#### YOUR TASK:
Exactly as written, set down every entry once more.

[Start of section]

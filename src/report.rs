//! Renders the per-cycle analysis report for the console.
//!
//! The report body carries no wall-clock time, so two identical snapshots
//! produce byte-identical output.

use crate::analysis::MarketSummary;
use comfy_table::{
    modifiers::UTF8_ROUND_CORNERS, presets::UTF8_BORDERS_ONLY, Attribute, Cell, CellAlignment,
    Color, ContentArrangement, Table,
};
use std::fmt::Write;

fn currency_symbol(vs_currency: &str) -> String {
    match vs_currency.to_ascii_lowercase().as_str() {
        "usd" => "$".to_string(),
        "eur" => "\u{20ac}".to_string(),
        "gbp" => "\u{a3}".to_string(),
        "jpy" => "\u{a5}".to_string(),
        other => format!("{} ", other.to_uppercase()),
    }
}

// 1234567.0 -> "1,234,567"
fn group_digits(value: f64) -> String {
    let raw = format!("{:.0}", value.abs());
    let mut grouped = String::with_capacity(raw.len() + raw.len() / 3);
    for (i, ch) in raw.chars().enumerate() {
        if i > 0 && (raw.len() - i) % 3 == 0 {
            grouped.push(',');
        }
        grouped.push(ch);
    }
    if value < 0.0 {
        grouped.insert(0, '-');
    }
    grouped
}

fn format_change(change: Option<f64>) -> String {
    change.map_or_else(|| "n/a".to_string(), |c| format!("{:.2}%", c))
}

fn leaderboard_table(summary: &MarketSummary) -> Table {
    let mut table = Table::new();
    table
        .load_preset(UTF8_BORDERS_ONLY)
        .apply_modifier(UTF8_ROUND_CORNERS)
        .set_content_arrangement(ContentArrangement::Dynamic)
        .set_header(vec![
            Cell::new("Rank").add_attribute(Attribute::Bold),
            Cell::new("Name").add_attribute(Attribute::Bold),
            Cell::new("Symbol").add_attribute(Attribute::Bold),
            Cell::new("Market Cap")
                .add_attribute(Attribute::Bold)
                .set_alignment(CellAlignment::Right),
        ]);

    for (i, asset) in summary.top_by_market_cap.iter().enumerate() {
        table.add_row(vec![
            Cell::new(i + 1).fg(Color::DarkGrey),
            Cell::new(&asset.name),
            Cell::new(asset.symbol.to_uppercase()),
            Cell::new(group_digits(asset.market_cap)).set_alignment(CellAlignment::Right),
        ]);
    }
    table
}

pub fn render(summary: &MarketSummary, vs_currency: &str) -> String {
    let symbol = currency_symbol(vs_currency);
    let mut out = String::new();

    let _ = writeln!(out, "--- Analysis Report ---");
    let _ = writeln!(
        out,
        "Top {} Cryptocurrencies by Market Cap:",
        summary.top_by_market_cap.len()
    );
    let _ = writeln!(out, "{}", leaderboard_table(summary));
    let _ = writeln!(
        out,
        "Average Price of Top {} Cryptocurrencies: {}{:.2}",
        summary.asset_count, symbol, summary.mean_price
    );
    let _ = writeln!(
        out,
        "Highest 24h Percentage Price Change: {}",
        format_change(summary.max_change_24h)
    );
    let _ = writeln!(
        out,
        "Lowest 24h Percentage Price Change: {}",
        format_change(summary.min_change_24h)
    );
    let _ = writeln!(out, "-----------------------");
    out
}

pub fn print(summary: &MarketSummary, vs_currency: &str) {
    println!("\n{}", render(summary, vs_currency));
}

[End of section]

#### ANSWER:
filename src/report.rs
//! Renders the per-cycle analysis report for the console.
//!
//! The report body carries no wall-clock time, so two identical snapshots
//! produce byte-identical output.

use crate::analysis::MarketSummary;
use comfy_table::{
    modifiers::UTF8_ROUND_CORNERS, presets::UTF8_BORDERS_ONLY, Attribute, Cell, CellAlignment,
    Color, ContentArrangement, Table,
};
use std::fmt::Write;

fn currency_symbol(vs_currency: &str) -> String {
    match vs_currency.to_ascii_lowercase().as_str() {
        "usd" => "$".to_string(),
        "eur" => "\u{20ac}".to_string(),
        "gbp" => "\u{a3}".to_string(),
        "jpy" => "\u{a5}".to_string(),
        other => format!("{} ", other.to_uppercase()),
    }
}

// 1234567.0 -> "1,234,567"
fn group_digits(value: f64) -> String {
    let raw = format!("{:.0}", value.abs());
    let mut grouped = String::with_capacity(raw.len() + raw.len() / 3);
    for (i, ch) in raw.chars().enumerate() {
        if i > 0 && (raw.len() - i) % 3 == 0 {
            grouped.push(',');
        }
        grouped.push(ch);
    }
    if value < 0.0 {
        grouped.insert(0, '-');
    }
    grouped
}

fn format_change(change: Option<f64>) -> String {
    change.map_or_else(|| "n/a".to_string(), |c| format!("{:.2}%", c))
}

fn leaderboard_table(summary: &MarketSummary) -> Table {
    let mut table = Table::new();
    table
        .load_preset(UTF8_BORDERS_ONLY)
        .apply_modifier(UTF8_ROUND_CORNERS)
        .set_content_arrangement(ContentArrangement::Dynamic)
        .set_header(vec![
            Cell::new("Rank").add_attribute(Attribute::Bold),
            Cell::new("Name").add_attribute(Attribute::Bold),
            Cell::new("Symbol").add_attribute(Attribute::Bold),
            Cell::new("Market Cap")
                .add_attribute(Attribute::Bold)
                .set_alignment(CellAlignment::Right),
        ]);

    for (i, asset) in summary.top_by_market_cap.iter().enumerate() {
        table.add_row(vec![
            Cell::new(i + 1).fg(Color::DarkGrey),
            Cell::new(&asset.name),
            Cell::new(asset.symbol.to_uppercase()),
            Cell::new(group_digits(asset.market_cap)).set_alignment(CellAlignment::Right),
        ]);
    }
    table
}

pub fn render(summary: &MarketSummary, vs_currency: &str) -> String {
    let symbol = currency_symbol(vs_currency);
    let mut out = String::new();

    let _ = writeln!(out, "--- Analysis Report ---");
    let _ = writeln!(
        out,
        "Top {} Cryptocurrencies by Market Cap:",
        summary.top_by_market_cap.len()
    );
    let _ = writeln!(out, "{}", leaderboard_table(summary));
    let _ = writeln!(
        out,
        "Average Price of Top {} Cryptocurrencies: {}{:.2}",
        summary.asset_count, symbol, summary.mean_price
    );
    let _ = writeln!(
        out,
        "Highest 24h Percentage Price Change: {}",
        format_change(summary.max_change_24h)
    );
    let _ = writeln!(
        out,
        "Lowest 24h Percentage Price Change: {}",
        format_change(summary.min_change_24h)
    );
    let _ = writeln!(out, "-----------------------");
    out
}

pub fn print(summary: &MarketSummary, vs_currency: &str) {
    println!("\n{}", render(summary, vs_currency));
}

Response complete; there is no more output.